#### [TO DO]
Go through the data below and gather each line containing "actions".

--------

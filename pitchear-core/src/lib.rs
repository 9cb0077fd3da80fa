// pitchear-core/src/lib.rs

//! The core logic for the pitchear listener.
//! This crate is responsible for buffering live audio, estimating its
//! fundamental frequency, and classifying it against a pitch table.
//! It is completely headless and contains no rendering code.
//!
//! ```no_run
//! use pitchear_core::{Listener, ListenerConfig, PitchTable};
//! use pitchear_core::source::{SineSource, spawn_producer};
//! use std::time::Duration;
//!
//! let config = ListenerConfig::default();
//! let mut listener = Listener::new(config.clone(), PitchTable::flute())?;
//! let _producer = spawn_producer(
//!     SineSource::new(880.0, 0.5, config.sample_rate),
//!     listener.buffer(),
//!     512,
//!     Duration::from_secs_f32(512.0 / config.sample_rate),
//! )?;
//!
//! // Once per frame:
//! let reading = listener.listen();
//! println!("{} ({:.1} Hz, {:.2})", reading.pitch.title(), reading.frequency, reading.confidence);
//! # Ok::<(), anyhow::Error>(())
//! ```

pub mod audio;
pub mod config;
pub mod error;
pub mod fft;
pub mod pipeline;
pub mod ring_buffer;
pub mod source;
pub mod tuning;
pub mod yin;

pub use config::{DifferenceMethod, ListenerConfig};
pub use error::{ConfigError, TableError};
pub use pipeline::{Listener, Reading};
pub use ring_buffer::RingBuffer;
pub use tuning::{Pitch, PitchTable};
pub use yin::{Estimate, YinDetector};
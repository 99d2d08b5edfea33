//! Input Event Dispatch
//!
//! Explicit publish/subscribe for input edges. Each subscriber gets its own
//! queue; events published while nobody listens are dropped. A consumer
//! drains its queue once per fixed tick, so an edge is seen exactly once.

use std::collections::{HashMap, VecDeque};

use super::InputAction;

/// Handle returned by [`InputDispatcher::subscribe`].
#[derive(Debug, Clone, Copy, PartialEq, Eq, Hash, PartialOrd, Ord)]
pub struct SubscriptionId(u64);

/// Discrete input event.
#[derive(Debug, Clone, Copy, PartialEq, Eq)]
pub enum InputEvent {
    /// An edge-triggered action went down
    Pressed(InputAction),
}

/// Per-subscriber event queues.
#[derive(Debug, Default)]
pub struct InputDispatcher {
    next_id: u64,
    queues: HashMap<SubscriptionId, VecDeque<InputEvent>>,
}

impl InputDispatcher {
    pub fn new() -> Self {
        Self::default()
    }

    /// Register a new subscriber. It only sees events published from now on.
    pub fn subscribe(&mut self) -> SubscriptionId {
        let id = SubscriptionId(self.next_id);
        self.next_id += 1;
        self.queues.insert(id, VecDeque::new());
        log::debug!("input subscriber {id:?} added");
        id
    }

    /// Remove a subscriber and drop its pending events.
    ///
    /// Returns `false` if the id was not subscribed.
    pub fn unsubscribe(&mut self, id: SubscriptionId) -> bool {
        let removed = self.queues.remove(&id).is_some();
        if removed {
            log::debug!("input subscriber {id:?} removed");
        }
        removed
    }

    pub fn is_subscribed(&self, id: SubscriptionId) -> bool {
        self.queues.contains_key(&id)
    }

    pub fn subscriber_count(&self) -> usize {
        self.queues.len()
    }

    /// Queue `event` for every subscriber. Returns how many received it.
    pub fn publish(&mut self, event: InputEvent) -> usize {
        for queue in self.queues.values_mut() {
            queue.push_back(event);
        }
        self.queues.len()
    }

    /// Take all pending events for `id`, oldest first.
    ///
    /// Unknown ids get nothing.
    pub fn drain(&mut self, id: SubscriptionId) -> Vec<InputEvent> {
        self.queues
            .get_mut(&id)
            .map(|queue| queue.drain(..).collect())
            .unwrap_or_default()
    }
}
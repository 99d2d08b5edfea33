//! Keyboard Input Module
//!
//! Tracks which keys are held. Press edges are reported by
//! [`KeyboardState::handle_key`] as they happen. Decoupled from any windowing system: hosts translate their key events
//! into [`KeyCode`] values.

use std::collections::HashSet;

/// Generic key codes, independent of windowing system.
#[derive(Debug, Clone, Copy, PartialEq, Eq, Hash)]
pub enum KeyCode {
    // Letters used by the runner bindings
    W,
    A,
    S,
    D,
    C,
    E,
    Q,
    X,

    // Arrow keys
    ArrowUp,
    ArrowDown,
    ArrowLeft,
    ArrowRight,

    // Modifiers and control keys
    Space,
    ShiftLeft,
    ShiftRight,
    ControlLeft,
    ControlRight,
    Escape,
    Enter,

    /// Catch-all for unhandled keys
    Unknown,
}

/// Currently held keys.
#[derive(Debug, Clone, Default)]
pub struct KeyboardState {
    held: HashSet<KeyCode>,
}

impl KeyboardState {
    /// Create a new keyboard state with all keys released.
    pub fn new() -> Self {
        Self::default()
    }

    /// Handle a key press or release event.
    ///
    /// Returns `true` if this event is a press edge (key was not held before).
    /// OS key repeat therefore never produces a second edge.
    pub fn handle_key(&mut self, key: KeyCode, pressed: bool) -> bool {
        if pressed {
            self.held.insert(key)
        } else {
            self.held.remove(&key);
            false
        }
    }

    /// Whether `key` is currently held.
    pub fn is_held(&self, key: KeyCode) -> bool {
        self.held.contains(&key)
    }

    /// All currently held keys.
    pub fn held_keys(&self) -> &HashSet<KeyCode> {
        &self.held
    }

    /// Whether any key is held.
    pub fn any_held(&self) -> bool {
        !self.held.is_empty()
    }

    /// Release every key.
    pub fn reset(&mut self) {
        self.held.clear();
    }
}

#[cfg(test)]
mod tests {
    use super::*;

    #[test]
    fn test_keyboard_default() {
        let keyboard = KeyboardState::new();
        assert!(!keyboard.any_held());
        assert!(!keyboard.is_held(KeyCode::Space));
    }

    #[test]
    fn test_press_and_release() {
        let mut keyboard = KeyboardState::new();
        assert!(keyboard.handle_key(KeyCode::A, true));
        assert!(keyboard.is_held(KeyCode::A));

        keyboard.handle_key(KeyCode::A, false);
        assert!(!keyboard.is_held(KeyCode::A));
    }

    #[test]
    fn test_repeat_is_not_an_edge() {
        let mut keyboard = KeyboardState::new();
        assert!(keyboard.handle_key(KeyCode::Space, true));
        assert!(!keyboard.handle_key(KeyCode::Space, true));
    }

    #[test]
    fn test_release_then_press_is_a_new_edge() {
        let mut keyboard = KeyboardState::new();
        assert!(keyboard.handle_key(KeyCode::C, true));
        assert!(!keyboard.handle_key(KeyCode::C, false));
        assert!(keyboard.handle_key(KeyCode::C, true));
    }

    #[test]
    fn test_reset() {
        let mut keyboard = KeyboardState::new();
        keyboard.handle_key(KeyCode::W, true);
        keyboard.handle_key(KeyCode::D, true);
        keyboard.reset();
        assert!(!keyboard.any_held());
    }
}
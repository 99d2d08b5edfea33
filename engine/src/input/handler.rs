//! Input Handler
//!
//! Centralized input handling for the runner. Owns the keyboard state, the
//! bindings and the event dispatcher, and turns them into one
//! [`InputSnapshot`] per fixed tick.

use super::bindings::{InputAction, KeyBindings};
use super::dispatch::{InputDispatcher, InputEvent, SubscriptionId};
use super::keyboard::{KeyCode, KeyboardState};
use super::InputSnapshot;

/// Input service owned by the session.
#[derive(Debug, Default)]
pub struct InputManager {
    keyboard: KeyboardState,
    bindings: KeyBindings,
    dispatcher: InputDispatcher,
}

impl InputManager {
    /// Create an input manager with the default bindings.
    pub fn new() -> Self {
        Self::default()
    }

    /// Create an input manager with custom bindings.
    pub fn with_bindings(bindings: KeyBindings) -> Self {
        Self {
            bindings,
            ..Self::default()
        }
    }

    /// Handle a key event from the host.
    ///
    /// Press edges of edge-triggered actions (jump, dive) are published to
    /// every subscriber; held actions are read from the keyboard state when
    /// the snapshot is taken.
    pub fn handle_key(&mut self, key: KeyCode, pressed: bool) {
        if !self.keyboard.handle_key(key, pressed) {
            return;
        }

        if let Some(action) = self.bindings.get_action(key).filter(|a| a.is_edge_triggered()) {
            self.dispatcher.publish(InputEvent::Pressed(action));
        }
    }

    /// Press and release `key` within the same frame.
    pub fn tap(&mut self, key: KeyCode) {
        self.handle_key(key, true);
        self.handle_key(key, false);
    }

    pub fn subscribe(&mut self) -> SubscriptionId {
        self.dispatcher.subscribe()
    }

    pub fn unsubscribe(&mut self, id: SubscriptionId) -> bool {
        self.dispatcher.unsubscribe(id)
    }

    /// Build the input snapshot for one fixed tick.
    ///
    /// Drains the subscriber's queued edges, so each press shows up in
    /// exactly one snapshot.
    pub fn snapshot(&mut self, subscription: SubscriptionId) -> InputSnapshot {
        let held = self.keyboard.held_keys();
        let mut snapshot = InputSnapshot {
            horizontal: self
                .bindings
                .axis(InputAction::StrafeLeft, InputAction::StrafeRight, held),
            vertical: self.bindings.axis(InputAction::Back, InputAction::Forward, held),
            slide_held: self.bindings.is_action_held(InputAction::Slide, held),
            jump_pressed: false,
            dive_pressed: false,
        };

        for event in self.dispatcher.drain(subscription) {
            match event {
                InputEvent::Pressed(InputAction::Jump) => snapshot.jump_pressed = true,
                InputEvent::Pressed(InputAction::Dive) => snapshot.dive_pressed = true,
                InputEvent::Pressed(_) => {}
            }
        }

        snapshot
    }

    pub fn keyboard(&self) -> &KeyboardState {
        &self.keyboard
    }

    pub fn bindings(&self) -> &KeyBindings {
        &self.bindings
    }

    /// Mutable bindings, for remapping at runtime.
    pub fn bindings_mut(&mut self) -> &mut KeyBindings {
        &mut self.bindings
    }

    pub fn dispatcher(&self) -> &InputDispatcher {
        &self.dispatcher
    }
}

--------

#### [OUTPUT FOR THIS TASK]
    /// Press edges of edge-triggered actions (jump, dive) are published to
    /// every subscriber; held actions are read from the keyboard state when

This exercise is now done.